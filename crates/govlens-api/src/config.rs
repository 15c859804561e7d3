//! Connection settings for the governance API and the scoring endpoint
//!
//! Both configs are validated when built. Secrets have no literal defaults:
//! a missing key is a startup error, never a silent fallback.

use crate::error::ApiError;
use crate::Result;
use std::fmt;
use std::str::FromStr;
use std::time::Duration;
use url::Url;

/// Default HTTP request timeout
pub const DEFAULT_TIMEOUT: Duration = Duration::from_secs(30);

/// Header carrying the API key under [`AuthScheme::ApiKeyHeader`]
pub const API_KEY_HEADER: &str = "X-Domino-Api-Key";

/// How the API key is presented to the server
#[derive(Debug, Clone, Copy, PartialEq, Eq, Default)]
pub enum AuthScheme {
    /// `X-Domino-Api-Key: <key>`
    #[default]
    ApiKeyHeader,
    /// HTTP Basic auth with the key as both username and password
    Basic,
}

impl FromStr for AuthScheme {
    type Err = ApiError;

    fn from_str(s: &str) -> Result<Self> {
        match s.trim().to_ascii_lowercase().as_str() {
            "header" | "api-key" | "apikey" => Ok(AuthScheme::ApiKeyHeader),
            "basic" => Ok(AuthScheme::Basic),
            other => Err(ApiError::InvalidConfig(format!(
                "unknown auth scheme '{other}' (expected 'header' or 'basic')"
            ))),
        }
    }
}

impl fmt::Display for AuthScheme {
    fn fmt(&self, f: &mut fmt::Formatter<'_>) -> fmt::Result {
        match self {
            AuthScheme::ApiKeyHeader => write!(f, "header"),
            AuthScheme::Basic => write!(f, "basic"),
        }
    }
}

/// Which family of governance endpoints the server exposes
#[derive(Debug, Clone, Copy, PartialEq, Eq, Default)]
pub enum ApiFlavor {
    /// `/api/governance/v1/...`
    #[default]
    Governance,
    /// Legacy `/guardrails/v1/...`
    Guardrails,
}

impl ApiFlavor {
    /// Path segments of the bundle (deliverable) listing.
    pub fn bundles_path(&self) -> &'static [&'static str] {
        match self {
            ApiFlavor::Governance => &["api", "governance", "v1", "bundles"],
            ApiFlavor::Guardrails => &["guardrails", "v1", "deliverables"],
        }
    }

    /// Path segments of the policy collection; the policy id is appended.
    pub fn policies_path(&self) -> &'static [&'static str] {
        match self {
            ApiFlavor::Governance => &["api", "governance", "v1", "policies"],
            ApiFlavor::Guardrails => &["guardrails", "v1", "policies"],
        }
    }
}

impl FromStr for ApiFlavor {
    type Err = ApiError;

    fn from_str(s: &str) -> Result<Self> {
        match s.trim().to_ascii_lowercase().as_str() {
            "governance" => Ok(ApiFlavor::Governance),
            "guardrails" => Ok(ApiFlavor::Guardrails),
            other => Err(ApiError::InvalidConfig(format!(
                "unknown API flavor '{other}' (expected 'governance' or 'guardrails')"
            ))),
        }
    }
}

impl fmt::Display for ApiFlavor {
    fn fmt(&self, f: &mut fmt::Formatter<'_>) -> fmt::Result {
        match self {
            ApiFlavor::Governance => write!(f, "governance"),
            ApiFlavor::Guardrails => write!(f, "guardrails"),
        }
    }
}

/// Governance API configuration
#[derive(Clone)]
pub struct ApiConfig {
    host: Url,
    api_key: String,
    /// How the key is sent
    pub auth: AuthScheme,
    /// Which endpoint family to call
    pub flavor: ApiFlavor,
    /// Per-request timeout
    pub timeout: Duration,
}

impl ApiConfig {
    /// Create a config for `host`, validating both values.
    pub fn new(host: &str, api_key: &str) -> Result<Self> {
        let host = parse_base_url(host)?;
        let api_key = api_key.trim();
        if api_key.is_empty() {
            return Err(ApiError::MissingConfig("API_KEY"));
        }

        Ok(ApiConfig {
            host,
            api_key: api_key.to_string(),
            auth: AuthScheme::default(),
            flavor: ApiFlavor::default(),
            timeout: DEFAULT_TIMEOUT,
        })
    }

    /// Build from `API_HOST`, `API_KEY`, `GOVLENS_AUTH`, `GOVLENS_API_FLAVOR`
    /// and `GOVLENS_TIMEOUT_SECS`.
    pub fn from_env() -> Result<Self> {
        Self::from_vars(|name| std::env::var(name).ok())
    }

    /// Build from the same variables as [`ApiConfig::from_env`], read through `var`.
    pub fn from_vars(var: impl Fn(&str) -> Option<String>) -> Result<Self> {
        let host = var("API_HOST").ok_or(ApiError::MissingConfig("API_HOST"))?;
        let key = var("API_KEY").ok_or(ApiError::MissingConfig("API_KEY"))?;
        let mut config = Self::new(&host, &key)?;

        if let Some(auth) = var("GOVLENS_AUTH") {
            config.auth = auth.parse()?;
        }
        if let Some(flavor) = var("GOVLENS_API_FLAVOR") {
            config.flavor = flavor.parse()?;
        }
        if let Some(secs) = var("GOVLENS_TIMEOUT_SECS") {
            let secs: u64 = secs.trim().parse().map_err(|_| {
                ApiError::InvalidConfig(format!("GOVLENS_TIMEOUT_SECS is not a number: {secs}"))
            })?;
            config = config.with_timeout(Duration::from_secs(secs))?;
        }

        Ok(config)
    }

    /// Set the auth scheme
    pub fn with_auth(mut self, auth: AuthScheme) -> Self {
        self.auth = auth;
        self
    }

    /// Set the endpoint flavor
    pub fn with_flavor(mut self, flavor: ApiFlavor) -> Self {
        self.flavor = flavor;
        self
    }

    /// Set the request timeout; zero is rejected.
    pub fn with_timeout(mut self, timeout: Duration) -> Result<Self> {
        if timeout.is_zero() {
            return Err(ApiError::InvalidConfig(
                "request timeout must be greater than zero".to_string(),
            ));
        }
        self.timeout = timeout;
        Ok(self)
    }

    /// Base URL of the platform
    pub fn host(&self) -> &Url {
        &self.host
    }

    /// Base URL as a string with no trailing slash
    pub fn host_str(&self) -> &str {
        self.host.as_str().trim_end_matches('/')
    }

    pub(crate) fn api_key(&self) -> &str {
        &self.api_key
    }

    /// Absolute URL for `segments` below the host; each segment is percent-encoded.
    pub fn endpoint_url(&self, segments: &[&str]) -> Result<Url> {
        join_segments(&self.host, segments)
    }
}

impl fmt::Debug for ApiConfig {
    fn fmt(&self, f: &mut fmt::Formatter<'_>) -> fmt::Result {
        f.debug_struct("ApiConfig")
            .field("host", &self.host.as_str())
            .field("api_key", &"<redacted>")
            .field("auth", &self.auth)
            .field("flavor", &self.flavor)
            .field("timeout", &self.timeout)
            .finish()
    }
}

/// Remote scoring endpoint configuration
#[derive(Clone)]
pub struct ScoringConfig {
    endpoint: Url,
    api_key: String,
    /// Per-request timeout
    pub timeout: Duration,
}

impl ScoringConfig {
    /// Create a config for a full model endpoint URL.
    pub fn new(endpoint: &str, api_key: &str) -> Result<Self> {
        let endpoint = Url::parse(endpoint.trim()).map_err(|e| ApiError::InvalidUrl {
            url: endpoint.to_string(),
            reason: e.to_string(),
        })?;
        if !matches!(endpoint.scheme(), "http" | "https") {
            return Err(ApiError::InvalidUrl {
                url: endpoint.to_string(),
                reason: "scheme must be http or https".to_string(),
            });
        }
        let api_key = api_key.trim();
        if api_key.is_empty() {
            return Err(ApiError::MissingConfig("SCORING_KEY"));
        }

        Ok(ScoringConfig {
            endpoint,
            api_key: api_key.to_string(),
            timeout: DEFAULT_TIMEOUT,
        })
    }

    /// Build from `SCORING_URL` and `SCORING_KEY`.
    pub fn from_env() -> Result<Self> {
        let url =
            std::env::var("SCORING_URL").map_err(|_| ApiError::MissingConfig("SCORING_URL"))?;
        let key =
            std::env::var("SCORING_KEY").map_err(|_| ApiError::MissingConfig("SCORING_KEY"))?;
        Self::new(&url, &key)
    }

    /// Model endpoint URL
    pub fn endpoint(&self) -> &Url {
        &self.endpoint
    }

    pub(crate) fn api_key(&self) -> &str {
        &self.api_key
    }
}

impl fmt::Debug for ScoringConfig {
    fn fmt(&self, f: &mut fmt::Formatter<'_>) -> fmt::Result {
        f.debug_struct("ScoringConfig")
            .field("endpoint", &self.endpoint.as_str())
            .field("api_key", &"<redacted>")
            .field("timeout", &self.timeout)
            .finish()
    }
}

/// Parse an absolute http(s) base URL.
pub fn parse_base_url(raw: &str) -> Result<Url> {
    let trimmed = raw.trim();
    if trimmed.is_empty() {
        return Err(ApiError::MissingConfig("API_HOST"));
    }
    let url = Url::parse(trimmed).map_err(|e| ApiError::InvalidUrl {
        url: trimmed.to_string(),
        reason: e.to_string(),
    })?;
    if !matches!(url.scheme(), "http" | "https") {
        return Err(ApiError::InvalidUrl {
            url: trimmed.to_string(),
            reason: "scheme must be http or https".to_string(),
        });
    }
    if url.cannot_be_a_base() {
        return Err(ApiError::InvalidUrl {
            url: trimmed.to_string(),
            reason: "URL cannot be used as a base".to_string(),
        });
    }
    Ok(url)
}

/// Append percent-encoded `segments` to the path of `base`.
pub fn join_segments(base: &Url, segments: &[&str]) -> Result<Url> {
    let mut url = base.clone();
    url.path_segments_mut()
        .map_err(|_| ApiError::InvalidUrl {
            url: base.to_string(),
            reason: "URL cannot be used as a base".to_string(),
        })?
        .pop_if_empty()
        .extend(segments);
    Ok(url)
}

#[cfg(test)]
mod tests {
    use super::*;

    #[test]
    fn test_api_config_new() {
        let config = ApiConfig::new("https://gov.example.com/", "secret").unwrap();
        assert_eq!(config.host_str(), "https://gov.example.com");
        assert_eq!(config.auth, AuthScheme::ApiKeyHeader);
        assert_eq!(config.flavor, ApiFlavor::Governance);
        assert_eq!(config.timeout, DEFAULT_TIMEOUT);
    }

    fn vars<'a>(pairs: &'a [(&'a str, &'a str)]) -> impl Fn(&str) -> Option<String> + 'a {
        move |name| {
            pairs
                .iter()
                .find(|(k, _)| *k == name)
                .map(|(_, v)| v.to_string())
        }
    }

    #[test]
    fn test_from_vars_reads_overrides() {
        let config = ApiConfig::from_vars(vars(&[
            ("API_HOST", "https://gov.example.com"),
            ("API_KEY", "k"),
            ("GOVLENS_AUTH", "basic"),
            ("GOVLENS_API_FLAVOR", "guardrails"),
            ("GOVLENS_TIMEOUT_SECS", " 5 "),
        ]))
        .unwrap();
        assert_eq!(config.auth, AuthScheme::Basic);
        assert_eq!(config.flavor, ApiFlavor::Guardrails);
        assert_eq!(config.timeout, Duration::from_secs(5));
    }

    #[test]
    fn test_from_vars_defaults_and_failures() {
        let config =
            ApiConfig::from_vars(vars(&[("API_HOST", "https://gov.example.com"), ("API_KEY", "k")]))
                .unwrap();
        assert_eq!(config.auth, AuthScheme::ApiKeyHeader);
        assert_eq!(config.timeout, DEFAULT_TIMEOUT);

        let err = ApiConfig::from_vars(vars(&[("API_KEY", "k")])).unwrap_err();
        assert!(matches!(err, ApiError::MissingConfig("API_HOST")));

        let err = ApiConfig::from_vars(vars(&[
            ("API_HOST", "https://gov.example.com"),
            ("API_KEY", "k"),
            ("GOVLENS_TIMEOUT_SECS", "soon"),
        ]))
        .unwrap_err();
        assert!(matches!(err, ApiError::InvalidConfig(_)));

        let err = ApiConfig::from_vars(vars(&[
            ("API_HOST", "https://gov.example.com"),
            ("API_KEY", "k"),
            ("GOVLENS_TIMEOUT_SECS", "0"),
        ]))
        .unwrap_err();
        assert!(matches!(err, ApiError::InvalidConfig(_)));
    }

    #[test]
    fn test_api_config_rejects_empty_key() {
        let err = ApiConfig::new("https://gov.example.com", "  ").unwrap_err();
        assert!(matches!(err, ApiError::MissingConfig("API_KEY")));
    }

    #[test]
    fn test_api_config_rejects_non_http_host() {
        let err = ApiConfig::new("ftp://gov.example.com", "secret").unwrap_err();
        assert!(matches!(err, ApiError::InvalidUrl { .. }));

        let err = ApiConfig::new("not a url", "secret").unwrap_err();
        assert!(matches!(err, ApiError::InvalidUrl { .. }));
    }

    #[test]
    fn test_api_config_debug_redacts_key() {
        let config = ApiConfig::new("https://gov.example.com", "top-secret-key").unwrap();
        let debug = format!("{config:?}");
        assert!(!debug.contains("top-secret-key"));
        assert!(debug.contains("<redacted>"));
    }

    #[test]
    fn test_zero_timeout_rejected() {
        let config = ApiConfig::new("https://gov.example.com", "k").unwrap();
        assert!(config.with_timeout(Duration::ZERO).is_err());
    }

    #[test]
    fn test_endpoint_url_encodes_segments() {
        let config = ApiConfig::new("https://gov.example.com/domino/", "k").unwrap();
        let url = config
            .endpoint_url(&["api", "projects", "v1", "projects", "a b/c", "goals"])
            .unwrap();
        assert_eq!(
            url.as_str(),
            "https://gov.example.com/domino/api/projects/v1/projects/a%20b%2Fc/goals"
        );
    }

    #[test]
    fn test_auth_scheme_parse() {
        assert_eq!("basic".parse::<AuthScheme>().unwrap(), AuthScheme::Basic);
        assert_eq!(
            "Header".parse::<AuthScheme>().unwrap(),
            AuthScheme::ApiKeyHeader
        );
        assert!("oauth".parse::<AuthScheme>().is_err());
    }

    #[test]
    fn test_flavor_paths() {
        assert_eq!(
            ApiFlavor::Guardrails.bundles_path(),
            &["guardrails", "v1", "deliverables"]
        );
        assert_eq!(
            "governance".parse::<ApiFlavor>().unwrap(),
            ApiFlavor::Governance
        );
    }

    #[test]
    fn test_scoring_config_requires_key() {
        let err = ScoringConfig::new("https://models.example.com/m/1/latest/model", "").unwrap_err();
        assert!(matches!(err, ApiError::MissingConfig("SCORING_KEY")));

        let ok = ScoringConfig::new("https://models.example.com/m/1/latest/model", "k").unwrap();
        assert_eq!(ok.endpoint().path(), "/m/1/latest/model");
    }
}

- _Assignment_
Examine the data above and state how many of its lines contain the word "FromStr", with no further remarks.

- _Exercise solution_
3